Walter Hansjörg · Nationalrat · 2007-03-14
Walter Hansjörg · Nationalrat · Thurgau · Fraktion der Schweizerischen Volkspartei · 2007-03-14
Wortprotokoll
Ich möchte Ihnen beliebt machen, hier die Mehrheit zu unterstützen. Das System der Marktstützung, insbesondere der Verkäsungszulage, hat sich bewährt. Dieses Instrument wurde mit der Einführung der neuen Agrarpolitik geschaffen, im Hinblick auf die bilateralen Verträge I, wo wir ein Käseabkommen mit der EU haben. Dieses Käseabkommen wird 2007, also Mitte Jahr, vollständig in Kraft treten. Dann haben wir eine vollständige Liberalisierung im Käsemarkt zwischen der Schweiz und der EU. Die Bauern haben das damals unterstützt, gestützt auf die Zusicherung, dass eine Verkäsungszulage einen Rohstoffausgleich bildet. Nun ist es so, dass wieder eine Reduktion vorgenommen werden soll, bevor das bilaterale Abkommen in diesem Bereich in Kraft tritt. Das ist unredlich.

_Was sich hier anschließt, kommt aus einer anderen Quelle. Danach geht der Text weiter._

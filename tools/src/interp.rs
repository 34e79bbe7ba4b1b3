//! A deliberately tiny interpreter for exercising the engine: every inbox
//! message is a little program (8-byte block number header, then one byte
//! per op), each op costs a flat [GAS_PER_OP], and reading the next
//! message costs one op too. The real instruction set lives outside the
//! engine; this one only needs to produce logs, sends, sideload stops and
//! halts on demand.

use log::debug;

use qavm::common::U256;
use qavm::core::LoadedExecutable;
use qavm::machine::{
    Interpreter, MachineState, Op, StagedMessage, StepOutcome,
};
use qavm::value::{Tuple, Value};

pub const GAS_PER_OP: u64 = 10;

/// Emit a log carrying (messages read, op offset, block number).
pub const OP_LOG: u8 = b'L';
/// Emit the whole message as a send.
pub const OP_SEND: u8 = b'S';
/// End of block: consume the message and stop at a sideload boundary.
pub const OP_BLOCK: u8 = b'B';
/// Halt the machine for good.
pub const OP_HALT: u8 = b'H';

pub struct ScriptInterp;

impl ScriptInterp {
    fn header_block(staged: &StagedMessage) -> U256 {
        if staged.message.len() < 8 {
            return U256::zero()
        }
        u64::from_be_bytes(staged.message[..8].try_into().unwrap()).into()
    }

    fn op_at(staged: &StagedMessage) -> Option<u8> {
        staged
            .message
            .get(8 + staged.ops_consumed as usize)
            .copied()
    }
}

impl Interpreter for ScriptInterp {
    fn next_gas_cost(&self, _state: &MachineState) -> U256 {
        GAS_PER_OP.into()
    }

    fn step(&self, state: &mut MachineState) -> StepOutcome {
        let staged = match &state.staged_message {
            Some(staged) => staged.clone(),
            None => {
                // Fetch the next message, or report starvation
                let msg = match state.context.take_message() {
                    Some(msg) => msg,
                    None => return StepOutcome::Blocked,
                };
                debug!("staging message acc={}", msg.accumulator);
                state.staged_message = Some(StagedMessage {
                    message: msg.message,
                    accumulator: msg.accumulator,
                    ops_consumed: 0,
                });
                state.charge(GAS_PER_OP);
                return StepOutcome::Continue
            }
        };

        state.charge(GAS_PER_OP);
        let op = Self::op_at(&staged);
        if let Some(staged) = state.staged_message.as_mut() {
            staged.ops_consumed += 1;
        }
        match op {
            Some(OP_LOG) => {
                let entry = Value::Tuple(Tuple::new(vec![
                    Value::Int(state.output.fully_processed_inbox.count),
                    Value::Int(staged.ops_consumed.into()),
                    Value::Int(Self::header_block(&staged)),
                ]));
                state.register = entry.clone();
                state.datastack = state.datastack.clone().cons(entry.clone());
                state.context.logs.push(entry);
                StepOutcome::Continue
            }
            Some(OP_SEND) => {
                state.context.sends.push(staged.message.clone());
                StepOutcome::Continue
            }
            Some(OP_BLOCK) => {
                let block = Self::header_block(&staged);
                state.consume_staged();
                StepOutcome::Sideload(block)
            }
            Some(OP_HALT) => {
                state.consume_staged();
                StepOutcome::Halted
            }
            Some(other) => {
                StepOutcome::Errored(format!("bad opcode {:#x}", other))
            }
            None => {
                // Message exhausted without a block marker
                state.consume_staged();
                StepOutcome::Continue
            }
        }
    }
}

/// The boot program handed to [qavm::core::Core::initialize]. The script
/// machine takes its instructions from the messages, so the segment only
/// has to exist (and round-trip through the code index); the immediate
/// gives the restore path something nontrivial to carry.
pub fn script_executable() -> LoadedExecutable {
    LoadedExecutable {
        ops: vec![
            Op {
                opcode: 0x00,
                immediate: None,
            },
            Op {
                opcode: 0x01,
                immediate: Some(Value::Tuple(Tuple::new(vec![
                    Value::Int(U256::from(1u64)),
                    Value::Int(U256::from(2u64)),
                ]))),
            },
        ],
        static_val: Value::Int(U256::from(0x5eed_u64)),
    }
}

Die Verkäsungszulage betrug bei der Einführung 20 Rappen, und die Siloverzichtszulage betrug 4 Rappen. Der Bundesrat sieht vor, das auf 2009 auf 10 Rappen zu reduzieren. Bereits auf den 1. Januar 2007 wurden Reduktionen vorgenommen, mit dem Stand jetzt von 15 Rappen. Von der Branche, von den Verarbeitern her sind wir ganz klar der Meinung, dass es sinnvoller und wirksamer ist, dieses bewährte System weiterzuführen. Weshalb haben wir den Betrag von 15 Rappen aufgenommen? Weil die Absicht des Bundesrates besteht, es auf 10 Rappen zu kürzen.
Ich bin der Meinung, dass mit diesem Zusatz, mit dem die Menge berücksichtigt werden muss, und wenn allenfalls auch - wir hoffen es nicht, aber es könnte ja sein - Budgetreduktionen eintreten, das dann entsprechend angepasst wird. Wir haben nie die Gewähr, dass das, was wir beschliessen, dann auch umgesetzt werden kann, weil natürlich das Budget dementsprechend auch stimmen muss. Da stimme ich Kollege Hämmerle zu: Eine absolute Sicherheit gibt es nicht. Die Umlagerung zu Raufutterbeiträgen hat eine weniger grosse Wirkung. Wir haben per 1. Januar 2007, mit dieser vorgenommenen Reduktion, nun auch für Milchkühe einen Raufutterbeitrag von 200 Franken eingeführt.
Diese Massnahme der Marktstützung wurde mit der EU ausgehandelt, das wird bis 2015 akzeptiert. Diese Verkäsungszulage ist auch WTO-konform. Das ist bei der WTO als Greenbox-Massnahme notifiziert. Ob das in einer nächsten Runde dann auch noch so ist, lasse ich einmal offen. Aber wir haben jetzt den Spielraum, dass wir das in diesem Zeitraum von vier Jahren in diesem Masse noch weiterführen können.
Ich bitte Sie also, vor allem auch aus Gründen der Sicherheit für die Bauern, das so weiterzuführen. Wir haben ihnen das vom Parlament her bei den bilateralen Verträgen so versprochen. Ich habe mich auch persönlich dafür engagiert, dass sich die Bauern für die Bilateralen I eingesetzt haben und bereit waren, die Herausforderung des freien Marktes mit der EU auf sich zu nehmen.
Ich bitte Sie also, hier der Mehrheit zuzustimmen wie der Ständerat, mit der entsprechenden Ergänzung, dass das auch vom Budget her eingehalten werden kann, wenn wir mit der Aufhebung der Milchkontingentierung - ich hoffe, dass es bei der verkästen Milch eine Ausdehnung gibt - auf dem Markt Erfolg haben.